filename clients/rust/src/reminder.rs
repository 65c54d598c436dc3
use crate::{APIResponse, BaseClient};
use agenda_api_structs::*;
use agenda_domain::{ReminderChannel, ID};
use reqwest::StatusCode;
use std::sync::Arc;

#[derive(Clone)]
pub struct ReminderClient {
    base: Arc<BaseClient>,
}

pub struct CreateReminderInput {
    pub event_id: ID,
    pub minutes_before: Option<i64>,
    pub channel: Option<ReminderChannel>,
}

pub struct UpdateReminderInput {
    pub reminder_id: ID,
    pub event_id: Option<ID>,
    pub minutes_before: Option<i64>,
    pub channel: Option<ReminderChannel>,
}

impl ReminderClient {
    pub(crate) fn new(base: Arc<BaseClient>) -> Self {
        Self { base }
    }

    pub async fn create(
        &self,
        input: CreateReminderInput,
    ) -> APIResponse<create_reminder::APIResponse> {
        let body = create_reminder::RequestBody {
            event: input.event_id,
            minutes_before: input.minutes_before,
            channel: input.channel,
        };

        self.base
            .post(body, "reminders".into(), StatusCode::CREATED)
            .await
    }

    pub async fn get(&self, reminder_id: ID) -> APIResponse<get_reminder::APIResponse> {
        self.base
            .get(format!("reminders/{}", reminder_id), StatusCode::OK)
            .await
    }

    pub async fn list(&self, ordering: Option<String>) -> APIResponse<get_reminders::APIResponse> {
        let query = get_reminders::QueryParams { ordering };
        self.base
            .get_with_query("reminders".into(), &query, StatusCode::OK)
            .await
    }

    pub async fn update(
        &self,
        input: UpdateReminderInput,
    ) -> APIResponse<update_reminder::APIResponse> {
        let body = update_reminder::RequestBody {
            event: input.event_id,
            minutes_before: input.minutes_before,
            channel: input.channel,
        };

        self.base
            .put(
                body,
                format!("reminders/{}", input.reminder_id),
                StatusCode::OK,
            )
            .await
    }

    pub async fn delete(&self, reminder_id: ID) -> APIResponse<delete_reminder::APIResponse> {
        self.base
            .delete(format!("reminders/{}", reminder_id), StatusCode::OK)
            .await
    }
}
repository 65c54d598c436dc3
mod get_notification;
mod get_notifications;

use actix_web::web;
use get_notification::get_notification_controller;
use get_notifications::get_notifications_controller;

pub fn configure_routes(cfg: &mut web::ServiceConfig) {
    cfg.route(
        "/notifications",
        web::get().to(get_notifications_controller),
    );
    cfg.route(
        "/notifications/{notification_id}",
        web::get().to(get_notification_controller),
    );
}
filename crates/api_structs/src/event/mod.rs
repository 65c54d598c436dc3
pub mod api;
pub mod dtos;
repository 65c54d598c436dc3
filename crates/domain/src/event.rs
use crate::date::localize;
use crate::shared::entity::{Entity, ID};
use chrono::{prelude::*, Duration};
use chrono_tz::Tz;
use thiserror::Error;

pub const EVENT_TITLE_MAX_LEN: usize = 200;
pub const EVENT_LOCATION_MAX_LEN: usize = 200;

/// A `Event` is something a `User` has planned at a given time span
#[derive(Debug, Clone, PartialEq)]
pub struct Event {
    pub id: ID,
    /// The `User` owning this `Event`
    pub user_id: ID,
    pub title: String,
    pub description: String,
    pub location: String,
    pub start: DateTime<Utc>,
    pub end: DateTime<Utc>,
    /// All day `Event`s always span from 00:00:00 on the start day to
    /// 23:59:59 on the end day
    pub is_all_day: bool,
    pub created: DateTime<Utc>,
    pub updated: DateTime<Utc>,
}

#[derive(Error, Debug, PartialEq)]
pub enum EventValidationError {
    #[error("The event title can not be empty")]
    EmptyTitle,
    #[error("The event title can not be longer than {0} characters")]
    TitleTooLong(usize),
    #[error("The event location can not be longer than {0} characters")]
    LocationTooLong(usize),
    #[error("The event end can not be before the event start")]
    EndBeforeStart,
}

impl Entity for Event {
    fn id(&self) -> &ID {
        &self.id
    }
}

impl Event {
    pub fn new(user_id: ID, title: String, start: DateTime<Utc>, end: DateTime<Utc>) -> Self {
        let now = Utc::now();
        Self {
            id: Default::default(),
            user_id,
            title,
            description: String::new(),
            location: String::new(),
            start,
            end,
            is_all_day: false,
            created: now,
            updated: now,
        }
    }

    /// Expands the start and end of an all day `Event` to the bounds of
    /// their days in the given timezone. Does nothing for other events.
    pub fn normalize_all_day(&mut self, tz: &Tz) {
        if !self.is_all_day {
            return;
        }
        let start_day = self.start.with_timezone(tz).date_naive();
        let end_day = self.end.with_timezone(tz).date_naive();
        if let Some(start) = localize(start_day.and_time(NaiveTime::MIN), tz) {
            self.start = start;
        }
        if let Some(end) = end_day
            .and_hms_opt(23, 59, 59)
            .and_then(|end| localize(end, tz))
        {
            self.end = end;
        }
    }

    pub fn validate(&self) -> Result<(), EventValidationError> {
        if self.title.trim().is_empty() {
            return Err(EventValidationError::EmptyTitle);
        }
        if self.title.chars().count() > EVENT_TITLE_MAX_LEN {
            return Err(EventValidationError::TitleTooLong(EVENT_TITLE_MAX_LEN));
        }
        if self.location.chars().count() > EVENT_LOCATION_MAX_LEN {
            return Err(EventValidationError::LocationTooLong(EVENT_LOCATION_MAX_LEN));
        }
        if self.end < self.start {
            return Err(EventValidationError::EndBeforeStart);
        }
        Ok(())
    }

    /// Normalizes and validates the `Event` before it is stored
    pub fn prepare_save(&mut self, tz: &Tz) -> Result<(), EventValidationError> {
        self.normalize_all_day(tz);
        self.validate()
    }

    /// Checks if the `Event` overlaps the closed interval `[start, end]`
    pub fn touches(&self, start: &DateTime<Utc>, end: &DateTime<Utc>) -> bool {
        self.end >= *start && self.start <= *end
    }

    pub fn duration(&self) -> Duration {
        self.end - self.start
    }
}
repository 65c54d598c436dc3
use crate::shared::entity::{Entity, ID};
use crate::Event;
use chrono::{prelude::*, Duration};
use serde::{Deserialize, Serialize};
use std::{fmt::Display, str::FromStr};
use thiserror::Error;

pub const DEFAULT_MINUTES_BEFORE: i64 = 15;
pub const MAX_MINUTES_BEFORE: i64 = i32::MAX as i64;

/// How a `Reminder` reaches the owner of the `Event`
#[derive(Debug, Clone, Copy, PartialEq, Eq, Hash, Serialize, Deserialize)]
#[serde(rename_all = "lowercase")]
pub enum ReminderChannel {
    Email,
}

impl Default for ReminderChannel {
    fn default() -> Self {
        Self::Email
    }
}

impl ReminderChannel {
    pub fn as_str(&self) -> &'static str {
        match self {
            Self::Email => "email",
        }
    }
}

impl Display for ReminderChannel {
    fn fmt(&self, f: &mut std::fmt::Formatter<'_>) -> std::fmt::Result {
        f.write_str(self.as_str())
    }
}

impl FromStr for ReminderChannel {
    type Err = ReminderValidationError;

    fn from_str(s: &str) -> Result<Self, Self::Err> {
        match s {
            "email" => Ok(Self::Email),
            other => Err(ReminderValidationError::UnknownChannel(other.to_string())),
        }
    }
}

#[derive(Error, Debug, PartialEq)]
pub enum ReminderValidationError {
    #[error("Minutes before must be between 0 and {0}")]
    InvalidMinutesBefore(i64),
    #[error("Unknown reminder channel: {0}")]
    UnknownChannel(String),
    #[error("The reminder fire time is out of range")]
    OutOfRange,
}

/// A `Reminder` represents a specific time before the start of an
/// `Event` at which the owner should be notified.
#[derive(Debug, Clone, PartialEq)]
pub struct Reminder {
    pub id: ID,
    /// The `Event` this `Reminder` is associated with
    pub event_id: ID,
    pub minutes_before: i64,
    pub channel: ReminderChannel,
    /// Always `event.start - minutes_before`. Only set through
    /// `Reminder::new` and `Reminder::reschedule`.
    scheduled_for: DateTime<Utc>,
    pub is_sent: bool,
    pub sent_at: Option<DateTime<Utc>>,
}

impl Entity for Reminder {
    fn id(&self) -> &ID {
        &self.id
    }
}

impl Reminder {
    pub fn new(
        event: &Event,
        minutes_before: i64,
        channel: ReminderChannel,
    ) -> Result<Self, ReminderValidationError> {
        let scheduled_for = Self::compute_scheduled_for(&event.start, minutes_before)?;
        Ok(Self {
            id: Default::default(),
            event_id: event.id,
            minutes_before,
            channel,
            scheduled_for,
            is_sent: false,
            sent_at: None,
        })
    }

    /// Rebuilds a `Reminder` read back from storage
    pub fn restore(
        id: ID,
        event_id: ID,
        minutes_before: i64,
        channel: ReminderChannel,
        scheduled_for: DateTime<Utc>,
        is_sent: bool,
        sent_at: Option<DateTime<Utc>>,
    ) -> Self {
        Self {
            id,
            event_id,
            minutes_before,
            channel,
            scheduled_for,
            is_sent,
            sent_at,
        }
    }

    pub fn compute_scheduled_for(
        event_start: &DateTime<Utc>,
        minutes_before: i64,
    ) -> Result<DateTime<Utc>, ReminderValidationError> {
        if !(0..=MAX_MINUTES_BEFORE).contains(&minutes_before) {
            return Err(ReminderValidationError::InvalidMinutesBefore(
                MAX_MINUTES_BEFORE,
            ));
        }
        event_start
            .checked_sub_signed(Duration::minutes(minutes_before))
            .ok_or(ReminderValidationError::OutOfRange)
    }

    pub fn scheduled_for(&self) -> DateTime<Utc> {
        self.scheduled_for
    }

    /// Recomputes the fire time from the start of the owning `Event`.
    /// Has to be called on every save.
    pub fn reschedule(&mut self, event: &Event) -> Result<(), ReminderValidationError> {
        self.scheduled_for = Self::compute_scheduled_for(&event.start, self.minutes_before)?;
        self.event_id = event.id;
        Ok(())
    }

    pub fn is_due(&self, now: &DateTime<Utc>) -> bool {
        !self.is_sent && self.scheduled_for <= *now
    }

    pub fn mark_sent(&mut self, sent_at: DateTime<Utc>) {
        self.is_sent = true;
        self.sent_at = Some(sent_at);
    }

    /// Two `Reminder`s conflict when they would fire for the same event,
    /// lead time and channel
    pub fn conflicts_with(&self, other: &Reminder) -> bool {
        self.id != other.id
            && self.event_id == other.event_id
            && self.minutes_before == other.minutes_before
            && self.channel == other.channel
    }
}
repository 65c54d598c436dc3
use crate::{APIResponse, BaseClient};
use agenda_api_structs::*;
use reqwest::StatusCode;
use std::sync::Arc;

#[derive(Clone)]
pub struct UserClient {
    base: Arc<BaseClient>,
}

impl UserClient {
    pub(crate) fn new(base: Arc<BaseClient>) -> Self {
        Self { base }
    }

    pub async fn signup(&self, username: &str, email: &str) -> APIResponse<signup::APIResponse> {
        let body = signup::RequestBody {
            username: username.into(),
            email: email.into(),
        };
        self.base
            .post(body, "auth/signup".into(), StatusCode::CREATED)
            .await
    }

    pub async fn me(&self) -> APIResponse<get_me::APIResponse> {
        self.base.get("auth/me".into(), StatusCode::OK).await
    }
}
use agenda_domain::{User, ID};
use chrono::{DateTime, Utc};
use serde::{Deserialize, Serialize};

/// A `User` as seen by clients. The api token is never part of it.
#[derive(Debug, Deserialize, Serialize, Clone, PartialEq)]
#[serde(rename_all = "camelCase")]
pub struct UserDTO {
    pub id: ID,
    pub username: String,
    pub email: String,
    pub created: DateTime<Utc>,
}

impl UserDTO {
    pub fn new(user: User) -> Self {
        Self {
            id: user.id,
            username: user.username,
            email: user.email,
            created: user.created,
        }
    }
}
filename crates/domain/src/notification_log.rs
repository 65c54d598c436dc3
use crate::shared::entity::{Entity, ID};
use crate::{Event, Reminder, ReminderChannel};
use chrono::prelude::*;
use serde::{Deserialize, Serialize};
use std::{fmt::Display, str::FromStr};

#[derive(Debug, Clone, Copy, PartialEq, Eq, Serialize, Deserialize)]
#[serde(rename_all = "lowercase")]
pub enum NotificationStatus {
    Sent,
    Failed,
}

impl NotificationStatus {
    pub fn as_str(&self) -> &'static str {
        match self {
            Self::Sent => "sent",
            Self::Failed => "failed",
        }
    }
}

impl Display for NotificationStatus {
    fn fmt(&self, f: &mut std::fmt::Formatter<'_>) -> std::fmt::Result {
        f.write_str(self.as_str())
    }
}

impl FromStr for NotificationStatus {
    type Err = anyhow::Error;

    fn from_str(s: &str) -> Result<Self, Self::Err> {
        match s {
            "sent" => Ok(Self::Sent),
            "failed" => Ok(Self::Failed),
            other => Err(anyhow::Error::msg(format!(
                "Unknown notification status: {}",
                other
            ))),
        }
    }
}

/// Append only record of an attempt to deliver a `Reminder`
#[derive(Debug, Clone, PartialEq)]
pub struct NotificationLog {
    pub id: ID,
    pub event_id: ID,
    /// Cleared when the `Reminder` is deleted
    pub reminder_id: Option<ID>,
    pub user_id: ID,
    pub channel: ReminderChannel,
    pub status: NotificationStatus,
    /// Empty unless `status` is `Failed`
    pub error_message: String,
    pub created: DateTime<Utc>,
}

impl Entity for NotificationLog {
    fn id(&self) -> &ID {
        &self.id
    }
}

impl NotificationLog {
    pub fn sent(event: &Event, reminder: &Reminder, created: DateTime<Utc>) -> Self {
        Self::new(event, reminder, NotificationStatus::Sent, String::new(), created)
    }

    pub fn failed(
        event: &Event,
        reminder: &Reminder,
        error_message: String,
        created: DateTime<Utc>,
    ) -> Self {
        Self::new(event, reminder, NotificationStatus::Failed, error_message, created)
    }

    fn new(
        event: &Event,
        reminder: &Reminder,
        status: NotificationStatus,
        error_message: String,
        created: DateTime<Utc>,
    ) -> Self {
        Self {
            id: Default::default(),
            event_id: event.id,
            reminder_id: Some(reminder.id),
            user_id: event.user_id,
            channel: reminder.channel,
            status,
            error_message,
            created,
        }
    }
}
--------------------
> [DIRECTIONS]:
Every line above in which the word "const" occurs is to be copied.

> [ANSWER FOR THE TASK]:
pub const EVENT_TITLE_MAX_LEN: usize = 200;
pub const EVENT_LOCATION_MAX_LEN: usize = 200;
pub const DEFAULT_MINUTES_BEFORE: i64 = 15;
pub const MAX_MINUTES_BEFORE: i64 = i32::MAX as i64;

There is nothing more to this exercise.